**EXERCISE REQUIREMENTS:** Among the entries below, how many lines have the string "launched" in them? Only the number should be given.

Entries taken from a collection:
//! Browser fallback for bot-challenged pages
//!
//! The fetcher only sees the [`PageRenderer`] capability. Which implementation is
//! behind it is decided once, at construction:
//! - [`DisabledRenderer`] turns every challenge into a terminal `Blocked` failure
//! - [`BrowserPool`] renders the page in a bounded pool of reusable sessions
//!
//! Sessions come from a [`SessionLauncher`]. With the `browser` feature the
//! launcher drives headless Chromium over the DevTools protocol.

use crate::config::{BrowserConfig, Settings};
use crate::crawler::fetcher::{FetchRequest, RawPage};
use crate::FetchError;
use async_trait::async_trait;
use std::sync::{Arc, Mutex, PoisonError};
use std::time::{Duration, Instant};
use thiserror::Error;
use tokio::sync::Semaphore;

/// Renders a source page through something other than the primary HTTP client
#[async_trait]
pub trait PageRenderer: Send + Sync {
    /// Renders the requested page and returns its HTML
    async fn render(&self, request: &FetchRequest) -> Result<RawPage, FetchError>;
}

/// Errors raised by browser sessions
#[derive(Debug, Error)]
pub enum BrowserError {
    #[error("Failed to launch browser: {0}")]
    Launch(String),

    #[error("Browser session error: {0}")]
    Session(String),

    #[error("Timed out after {0:?}")]
    Timeout(Duration),
}

/// A live browser able to render pages one at a time
#[async_trait]
pub trait BrowserSession: Send {
    /// Navigates to `url` and waits until `wait_selector` matches or `timeout` expires
    async fn render(
        &mut self,
        url: &str,
        wait_selector: &str,
        timeout: Duration,
    ) -> Result<String, BrowserError>;

    /// Tears the session down
    async fn shutdown(&mut self);
}

/// Creates browser sessions for the pool
#[async_trait]
pub trait SessionLauncher: Send + Sync {
    type Session: BrowserSession + 'static;

    async fn launch(&self) -> Result<Self::Session, BrowserError>;
}

/// Renderer used when the browser fallback is turned off
#[derive(Debug, Default, Clone, Copy)]
pub struct DisabledRenderer;

#[async_trait]
impl PageRenderer for DisabledRenderer {
    async fn render(&self, request: &FetchRequest) -> Result<RawPage, FetchError> {
        Err(FetchError::Blocked {
            url: request.url.to_string(),
            reason: "bot challenge and browser fallback is disabled".to_string(),
        })
    }
}

/// Bounded pool of reusable browser sessions
///
/// At most `max_instances` sessions exist at once. Waiting for a free slot is
/// bounded by the page-load timeout. A session that errors is shut down and
/// never returned to the pool.
pub struct BrowserPool<L: SessionLauncher> {
    launcher: L,
    capacity: Semaphore,
    idle: Mutex<Vec<L::Session>>,
    page_load_timeout: Duration,
}

impl<L: SessionLauncher> BrowserPool<L> {
    /// Creates an empty pool; sessions are launched on first use
    ///
    /// # Arguments
    ///
    /// * `launcher` - Creates new sessions
    /// * `max_instances` - Hard cap on live sessions
    /// * `page_load_timeout` - Bound on slot acquisition and on each render
    pub fn new(launcher: L, max_instances: usize, page_load_timeout: Duration) -> Self {
        Self {
            launcher,
            capacity: Semaphore::new(max_instances.max(1)),
            idle: Mutex::new(Vec::new()),
            page_load_timeout,
        }
    }

    /// Number of sessions waiting for reuse
    pub fn idle_sessions(&self) -> usize {
        self.lock_idle().len()
    }

    fn take_idle(&self) -> Option<L::Session> {
        self.lock_idle().pop()
    }

    fn return_idle(&self, session: L::Session) {
        self.lock_idle().push(session);
    }

    fn lock_idle(&self) -> std::sync::MutexGuard<'_, Vec<L::Session>> {
        self.idle.lock().unwrap_or_else(PoisonError::into_inner)
    }
}

#[async_trait]
impl<L: SessionLauncher> PageRenderer for BrowserPool<L> {
    async fn render(&self, request: &FetchRequest) -> Result<RawPage, FetchError> {
        let url = request.url.to_string();
        let browser_error = |message: String| FetchError::Browser {
            url: url.clone(),
            message,
        };
        let started = Instant::now();

        let _permit = tokio::time::timeout(self.page_load_timeout, self.capacity.acquire())
            .await
            .map_err(|_| browser_error("timed out waiting for a browser session".to_string()))?
            .map_err(|e| browser_error(e.to_string()))?;

        let mut session = match self.take_idle() {
            Some(session) => session,
            None => {
                tracing::debug!(source = %request.source_name, "Launching browser session");
                self.launcher
                    .launch()
                    .await
                    .map_err(|e| browser_error(e.to_string()))?
            }
        };

        let selector = format!("table#{}", request.table_id);
        match session
            .render(&url, &selector, self.page_load_timeout)
            .await
        {
            Ok(content) => {
                self.return_idle(session);
                tracing::info!(
                    source = %request.source_name,
                    elapsed = ?started.elapsed(),
                    "Page rendered via browser fallback"
                );
                Ok(RawPage {
                    content,
                    status: None,
                    final_url: url,
                    latency: started.elapsed(),
                })
            }
            Err(e) => {
                tracing::warn!(source = %request.source_name, error = %e, "Discarding failed browser session");
                session.shutdown().await;
                Err(browser_error(e.to_string()))
            }
        }
    }
}

/// Builds the renderer selected by configuration
pub fn build_renderer(settings: &Settings) -> Arc<dyn PageRenderer> {
    let config = &settings.advanced.selenium;
    if !config.enabled {
        return Arc::new(DisabledRenderer);
    }
    build_browser_pool(config)
}

#[cfg(feature = "browser")]
fn build_browser_pool(config: &BrowserConfig) -> Arc<dyn PageRenderer> {
    tracing::info!(
        max_instances = config.max_instances,
        "Browser fallback enabled"
    );
    Arc::new(BrowserPool::new(
        chrome::ChromeLauncher,
        config.max_instances as usize,
        Duration::from_secs(config.page_load_timeout),
    ))
}

#[cfg(not(feature = "browser"))]
fn build_browser_pool(_config: &BrowserConfig) -> Arc<dyn PageRenderer> {
    tracing::warn!("Browser fallback requested but built without the `browser` feature");
    Arc::new(DisabledRenderer)
}

#[cfg(feature = "browser")]
pub mod chrome {
    //! Headless Chromium sessions over the DevTools protocol

    use super::{BrowserError, BrowserSession, SessionLauncher};
    use async_trait::async_trait;
    use chromiumoxide::browser::{Browser, BrowserConfig};
    use chromiumoxide::Page;
    use futures::StreamExt;
    use std::time::Duration;
    use tokio::task::JoinHandle;

    /// Interval between checks for the target table
    const POLL_INTERVAL: Duration = Duration::from_millis(250);

    #[derive(Debug, Default, Clone, Copy)]
    pub struct ChromeLauncher;

    pub struct ChromeSession {
        browser: Browser,
        handler: JoinHandle<()>,
    }

    #[async_trait]
    impl SessionLauncher for ChromeLauncher {
        type Session = ChromeSession;

        async fn launch(&self) -> Result<ChromeSession, BrowserError> {
            let config = BrowserConfig::builder()
                .no_sandbox()
                .build()
                .map_err(BrowserError::Launch)?;
            let (browser, mut handler) = Browser::launch(config)
                .await
                .map_err(|e| BrowserError::Launch(e.to_string()))?;

            let handler = tokio::spawn(async move {
                while let Some(event) = handler.next().await {
                    if event.is_err() {
                        break;
                    }
                }
            });

            Ok(ChromeSession { browser, handler })
        }
    }

    #[async_trait]
    impl BrowserSession for ChromeSession {
        async fn render(
            &mut self,
            url: &str,
            wait_selector: &str,
            timeout: Duration,
        ) -> Result<String, BrowserError> {
            let page = self
                .browser
                .new_page("about:blank")
                .await
                .map_err(|e| BrowserError::Session(e.to_string()))?;

            let rendered = tokio::time::timeout(timeout, load(&page, url, wait_selector)).await;
            // The tab is closed whatever happened; the session itself stays usable
            let _ = page.close().await;

            match rendered {
                Ok(result) => result,
                Err(_) => Err(BrowserError::Timeout(timeout)),
            }
        }

        async fn shutdown(&mut self) {
            let _ = self.browser.close().await;
            self.handler.abort();
        }
    }

    async fn load(page: &Page, url: &str, wait_selector: &str) -> Result<String, BrowserError> {
        page.goto(url)
            .await
            .map_err(|e| BrowserError::Session(e.to_string()))?;

        while page.find_element(wait_selector).await.is_err() {
            tokio::time::sleep(POLL_INTERVAL).await;
        }

        page.content()
            .await
            .map_err(|e| BrowserError::Session(e.to_string()))
    }
}

#[cfg(test)]
mod tests {
    use super::*;
    use std::sync::atomic::{AtomicUsize, Ordering};
    use url::Url;

    /// Launcher whose sessions fail on a configurable render number
    struct FakeLauncher {
        launched: Arc<AtomicUsize>,
        shutdowns: Arc<AtomicUsize>,
        fail_on_render: Option<usize>,
        renders: Arc<AtomicUsize>,
        render_time: Duration,
    }

    struct FakeSession {
        shutdowns: Arc<AtomicUsize>,
        fail_on_render: Option<usize>,
        renders: Arc<AtomicUsize>,
        render_time: Duration,
    }

    impl FakeLauncher {
        fn new() -> Self {
            Self {
                launched: Arc::new(AtomicUsize::new(0)),
                shutdowns: Arc::new(AtomicUsize::new(0)),
                fail_on_render: None,
                renders: Arc::new(AtomicUsize::new(0)),
                render_time: Duration::ZERO,
            }
        }
    }

    #[async_trait]
    impl SessionLauncher for FakeLauncher {
        type Session = FakeSession;

        async fn launch(&self) -> Result<FakeSession, BrowserError> {
            self.launched.fetch_add(1, Ordering::SeqCst);
            Ok(FakeSession {
                shutdowns: self.shutdowns.clone(),
                fail_on_render: self.fail_on_render,
                renders: self.renders.clone(),
                render_time: self.render_time,
            })
        }
    }

    #[async_trait]
    impl BrowserSession for FakeSession {
        async fn render(
            &mut self,
            url: &str,
            wait_selector: &str,
            _timeout: Duration,
        ) -> Result<String, BrowserError> {
            let n = self.renders.fetch_add(1, Ordering::SeqCst) + 1;
            tokio::time::sleep(self.render_time).await;
            if Some(n) == self.fail_on_render {
                return Err(BrowserError::Session("tab crashed".to_string()));
            }
            Ok(format!("<html><!-- {} {} --></html>", url, wait_selector))
        }

        async fn shutdown(&mut self) {
            self.shutdowns.fetch_add(1, Ordering::SeqCst);
        }
    }

    fn create_test_request() -> FetchRequest {
        FetchRequest {
            source_name: "latest_filings".to_string(),
            url: Url::parse("http://openinsider.com/latest-insider-trading?maxrows=20").unwrap(),
            table_id: "insidertrades".to_string(),
        }
    }

    #[tokio::test]
    async fn test_disabled_renderer_reports_blocked() {
        let result = DisabledRenderer.render(&create_test_request()).await;
        assert!(matches!(result, Err(FetchError::Blocked { .. })));
    }

    #[tokio::test]
    async fn test_pool_reuses_sessions() {
        let launcher = FakeLauncher::new();
        let launched = launcher.launched.clone();
        let pool = BrowserPool::new(launcher, 2, Duration::from_secs(5));

        for _ in 0..3 {
            let page = pool.render(&create_test_request()).await.unwrap();
            assert!(page.status.is_none());
            assert!(page.content.contains("table#insidertrades"));
        }

        assert_eq!(launched.load(Ordering::SeqCst), 1);
        assert_eq!(pool.idle_sessions(), 1);
    }

    #[tokio::test]
    async fn test_failed_session_is_discarded() {
        let mut launcher = FakeLauncher::new();
        launcher.fail_on_render = Some(1);
        let launched = launcher.launched.clone();
        let shutdowns = launcher.shutdowns.clone();
        let pool = BrowserPool::new(launcher, 1, Duration::from_secs(5));

        let first = pool.render(&create_test_request()).await;
        assert!(matches!(first, Err(FetchError::Browser { .. })));
        assert_eq!(shutdowns.load(Ordering::SeqCst), 1);
        assert_eq!(pool.idle_sessions(), 0);

        let second = pool.render(&create_test_request()).await;
        assert!(second.is_ok());
        assert_eq!(launched.load(Ordering::SeqCst), 2);
    }

    #[tokio::test]
    async fn test_pool_never_exceeds_capacity() {
        let mut launcher = FakeLauncher::new();
        launcher.render_time = Duration::from_millis(50);
        let launched = launcher.launched.clone();
        let pool = Arc::new(BrowserPool::new(launcher, 2, Duration::from_secs(5)));

        let handles: Vec<_> = (0..6)
            .map(|_| {
                let pool = pool.clone();
                tokio::spawn(async move { pool.render(&create_test_request()).await })
            })
            .collect();
        for handle in handles {
            assert!(handle.await.unwrap().is_ok());
        }

        assert!(launched.load(Ordering::SeqCst) <= 2);
    }

    #[tokio::test]
    async fn test_exhausted_pool_times_out() {
        let mut launcher = FakeLauncher::new();
        launcher.render_time = Duration::from_millis(300);
        let pool = Arc::new(BrowserPool::new(launcher, 1, Duration::from_millis(50)));

        let busy = {
            let pool = pool.clone();
            tokio::spawn(async move { pool.render(&create_test_request()).await })
        };
        tokio::time::sleep(Duration::from_millis(10)).await;

        let waiting = pool.render(&create_test_request()).await;
        assert!(matches!(waiting, Err(FetchError::Browser { .. })));
        let _ = busy.await;
    }

    #[test]
    fn test_build_renderer_disabled_by_default() {
        // Only checks construction; the disabled renderer needs no browser binary
        let _renderer = build_renderer(&Settings::default());
    }
}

**WORKED SOLUTION:** 10